Ellora Cave Temple

The cave temples were built between 350 and 700 years. The 2 km long cave system consists of 34 caves with Buddhist, Hindu and Jain places of worship. Of particular importance is the 30 m² large, richly decorated Hindu Shiva temple Kailasha.

Ellora cave temple: facts

Official title: Ellora cave temple
Cultural monument: 34 cave temples (»chaityas«) and monasteries (»viharas«), which were carved into basalt cliffs and extend over 2 km; 12 Buddhist, 17 Hindu and 5 Jain places of worship; including the 30 m² Hindu Kailasha Temple
Continent: Asia
Country: India, Maharashtra
Location: Ellora, northwest of Aurangabad
Appointment: 1983
Meaning: Example of a place of worship of three religious currents in India that has existed for over four centuries and is run in the spirit of tolerance

Ellora Cave Temple: History

around 600-800 Buddhist cave temples such as cave no. 5 with 20 cells
around 800-1000 Jain cave temples such as Indra Sabhaum
900 Hindu cave temples such as Ravanas Cave (Cave No. 14)
1976 complete discovery of cave temple 11

Ellora’s emptiness comes from humans

Buddhists who had previously left Ajanta carved the first temples into the rocks of Ellora in the 6th century. The Hindus followed and later the Jaina. But there is no trace of the most famous and notorious residents of the sanctuaries today. At the beginning of the last century, some distance from the city of Aurangabad, the so-called “Thags” had settled in the caves along the rocky Maharashtra plateau. These were members of a fanatical secret society who worshiped the bloodthirsty goddess Kali. The Thags made human sacrifices to her. Strangers were attacked and strangled according to a ritual that was fixed down to the smallest detail until they died in agony. The victims were then cremated. Even the British colonial rulers were long lost to the secret society, despite all their military power. It was more than three decades before the Thags could finally be fumigated; a victory that cost many victims and was only achieved after agents had been smuggled into the secret society.

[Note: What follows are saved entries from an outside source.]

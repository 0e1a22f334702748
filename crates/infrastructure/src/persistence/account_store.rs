//! SQLite account store implementation
//!
//! Implements the `AccountStore` port using SQLite.

use std::sync::Arc;

use application::{error::ApplicationError, ports::AccountStore};
use async_trait::async_trait;
use chrono::{DateTime, Utc};
use domain::{Account, EmailAddress, UserId};
use rusqlite::{ErrorCode, OptionalExtension, Row, params};
use tokio::task;
use tracing::{debug, instrument};

use super::connection::ConnectionPool;

const SELECT_COLUMNS: &str = "SELECT id, email, password_hash, name, created_at FROM accounts";

/// SQLite-based account store
#[derive(Debug, Clone)]
pub struct SqliteAccountStore {
    pool: Arc<ConnectionPool>,
}

impl SqliteAccountStore {
    #[must_use]
    pub const fn new(pool: Arc<ConnectionPool>) -> Self {
        Self { pool }
    }

    async fn query_one(
        &self,
        filter: &'static str,
        value: String,
    ) -> Result<Option<Account>, ApplicationError> {
        let pool = Arc::clone(&self.pool);

        task::spawn_blocking(move || {
            let conn = pool
                .get()
                .map_err(|e| ApplicationError::Internal(e.to_string()))?;

            conn.query_row(
                &format!("{SELECT_COLUMNS} WHERE {filter} = ?1"),
                [value],
                row_to_account,
            )
            .optional()
            .map_err(|e| ApplicationError::Internal(e.to_string()))
        })
        .await
        .map_err(|e| ApplicationError::Internal(e.to_string()))?
    }
}

fn conversion_error(
    idx: usize,
    e: impl std::error::Error + Send + Sync + 'static,
) -> rusqlite::Error {
    rusqlite::Error::FromSqlConversionFailure(idx, rusqlite::types::Type::Text, Box::new(e))
}

/// Convert a database row to an `Account`
fn row_to_account(row: &Row<'_>) -> Result<Account, rusqlite::Error> {
    let id: String = row.get(0)?;
    let email: String = row.get(1)?;
    let password_hash: String = row.get(2)?;
    let name: Option<String> = row.get(3)?;
    let created_at: String = row.get(4)?;

    let id = id.parse::<UserId>().map_err(|e| conversion_error(0, e))?;
    let email = EmailAddress::new(email).map_err(|e| conversion_error(1, e))?;
    let created_at = DateTime::parse_from_rfc3339(&created_at)
        .map_err(|e| conversion_error(4, e))?
        .with_timezone(&Utc);

    Ok(Account::restore(id, email, name, password_hash, created_at))
}

fn is_unique_violation(e: &rusqlite::Error) -> bool {
    matches!(
        e,
        rusqlite::Error::SqliteFailure(err, _) if err.code == ErrorCode::ConstraintViolation
    )
}

#[async_trait]
impl AccountStore for SqliteAccountStore {
    #[instrument(skip(self, account), fields(user_id = %account.id()))]
    async fn insert(&self, account: &Account) -> Result<(), ApplicationError> {
        let pool = Arc::clone(&self.pool);
        let account = account.clone();

        task::spawn_blocking(move || {
            let conn = pool
                .get()
                .map_err(|e| ApplicationError::Internal(e.to_string()))?;

            conn.execute(
                "INSERT INTO accounts (id, email, password_hash, name, created_at)
                 VALUES (?1, ?2, ?3, ?4, ?5)",
                params![
                    account.id().to_string(),
                    account.email().as_str(),
                    account.password_hash(),
                    account.name(),
                    account.created_at().to_rfc3339(),
                ],
            )
            .map_err(|e| {
                if is_unique_violation(&e) {
                    ApplicationError::AlreadyExists(format!(
                        "Account {} already exists",
                        account.email()
                    ))
                } else {
                    ApplicationError::Internal(e.to_string())
                }
            })?;

            debug!("Inserted account");
            Ok(())
        })
        .await
        .map_err(|e| ApplicationError::Internal(e.to_string()))?
    }

    #[instrument(skip(self), fields(email = %email))]
    async fn find_by_email(
        &self,
        email: &EmailAddress,
    ) -> Result<Option<Account>, ApplicationError> {
        self.query_one("email", email.as_str().to_string()).await
    }

    #[instrument(skip(self), fields(user_id = %id))]
    async fn get(&self, id: &UserId) -> Result<Option<Account>, ApplicationError> {
        self.query_one("id", id.to_string()).await
    }
}
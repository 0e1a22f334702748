//! Database connection management
//!
//! Provides SQLite connection pooling via r2d2.

use std::path::Path;

use r2d2::Pool;
use r2d2_sqlite::SqliteConnectionManager;
use rusqlite::Connection;
use thiserror::Error;
use tracing::{debug, info};

use crate::config::DatabaseConfig;

/// Database errors
#[derive(Debug, Error)]
pub enum DatabaseError {
    #[error("Connection pool error: {0}")]
    Pool(#[from] r2d2::Error),

    #[error("SQLite error: {0}")]
    Sqlite(#[from] rusqlite::Error),

    #[error("Migration error: {0}")]
    Migration(String),

    #[error("Failed to create database directory: {0}")]
    Directory(#[from] std::io::Error),
}

/// SQLite connection pool type alias
pub type ConnectionPool = Pool<SqliteConnectionManager>;

/// Create a new connection pool
///
/// Every `:memory:` connection opens its own empty database, so an
/// in-memory pool is capped at one connection.
pub fn create_pool(config: &DatabaseConfig) -> Result<ConnectionPool, DatabaseError> {
    info!(path = %config.path, max_connections = config.max_connections, "Creating database connection pool");

    let (manager, max_size) = if config.is_in_memory() {
        (SqliteConnectionManager::memory(), 1)
    } else {
        if let Some(parent) = Path::new(&config.path).parent() {
            if !parent.as_os_str().is_empty() {
                std::fs::create_dir_all(parent)?;
            }
        }
        (
            SqliteConnectionManager::file(&config.path),
            config.max_connections.max(1),
        )
    };

    let pool = Pool::builder()
        .max_size(max_size)
        .connection_customizer(Box::new(Pragmas))
        .build(manager)?;

    if config.run_migrations {
        let conn = pool.get()?;
        super::migrations::run_migrations(&conn)?;
    }

    debug!("Database connection pool created successfully");
    Ok(pool)
}

/// Applies connection settings to every connection the pool opens
#[derive(Debug)]
struct Pragmas;

impl r2d2::CustomizeConnection<Connection, rusqlite::Error> for Pragmas {
    fn on_acquire(&self, conn: &mut Connection) -> Result<(), rusqlite::Error> {
        conn.execute_batch(
            "
            PRAGMA foreign_keys = ON;
            PRAGMA journal_mode = WAL;
            PRAGMA synchronous = NORMAL;
            PRAGMA busy_timeout = 5000;
            ",
        )
    }
}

The stone pillars, replicas of the god Shiva and countless other deities watched the murderous activities of the Thags just as silently as they let countless visitors pass by today who stroll noisily through the caves. It gives the impression that they want to drive away the eerie memories, maybe even the evil spirits that could live in the semi-dark caves. Most of the visitors to Ellora have no idea of ​​the bloodthirsty history from modern times. According to areacodesexplorer, Indian chroniclers like to hide this episode from the first half of the 19th century. Instead, they try to emphasize the peaceful coexistence of Buddhists, Hindus and Jaina.

Ellora is highly praised by many as the largest rock sanctuary in India. It is an appreciation that the caves have earned mainly because of the Kailasha Temple. The construction of this replica of the mountain of gods Kailash in the Himalayas, on which, according to tradition, the god Shiva is enthroned, took several decades. 15,000 tons of overburden – a weight equivalent to around a thousand medium-sized cars – was painstakingly carved out of the volcanic rock and removed. This temple is not really a building, but basically a sculpture. The builders of this rock temple let their workers remove rock until a 60 by 90 meter and 30 meter deep square with a 30 by 60 meter boulder in the middle remained. The temple, including all ornaments, was then carved out of this. Columns, shrines, figures all emerged from this one solid boulder – a complete structure that is outwardly no different from other south Indian temples. The temple is three stories high on the back wall; pillars up to 15 meters high line the side passages – a unique highlight of rock architecture in South Asia, in view of which the other caves of Ellora almost threaten to fade in their charisma.

But the builders weren’t just interested in creating a unique masterpiece. In their opinion, the temple was only worthy of the world-ruling god Shiva if the rock from which it was built has had its place there since the beginning of the world – like the mountain of the gods Kailash in the Himalayas, a 6,000-meter-high summit Hindus go on pilgrimages to this day. Man should not create the building, he should only take care of the empty space that surrounds the seat of the gods. A fascinating concept: the human being as the creator of emptiness, of nothing. The builders of Ellora were not only great builders and craftsmen, they also had philosophical foresight.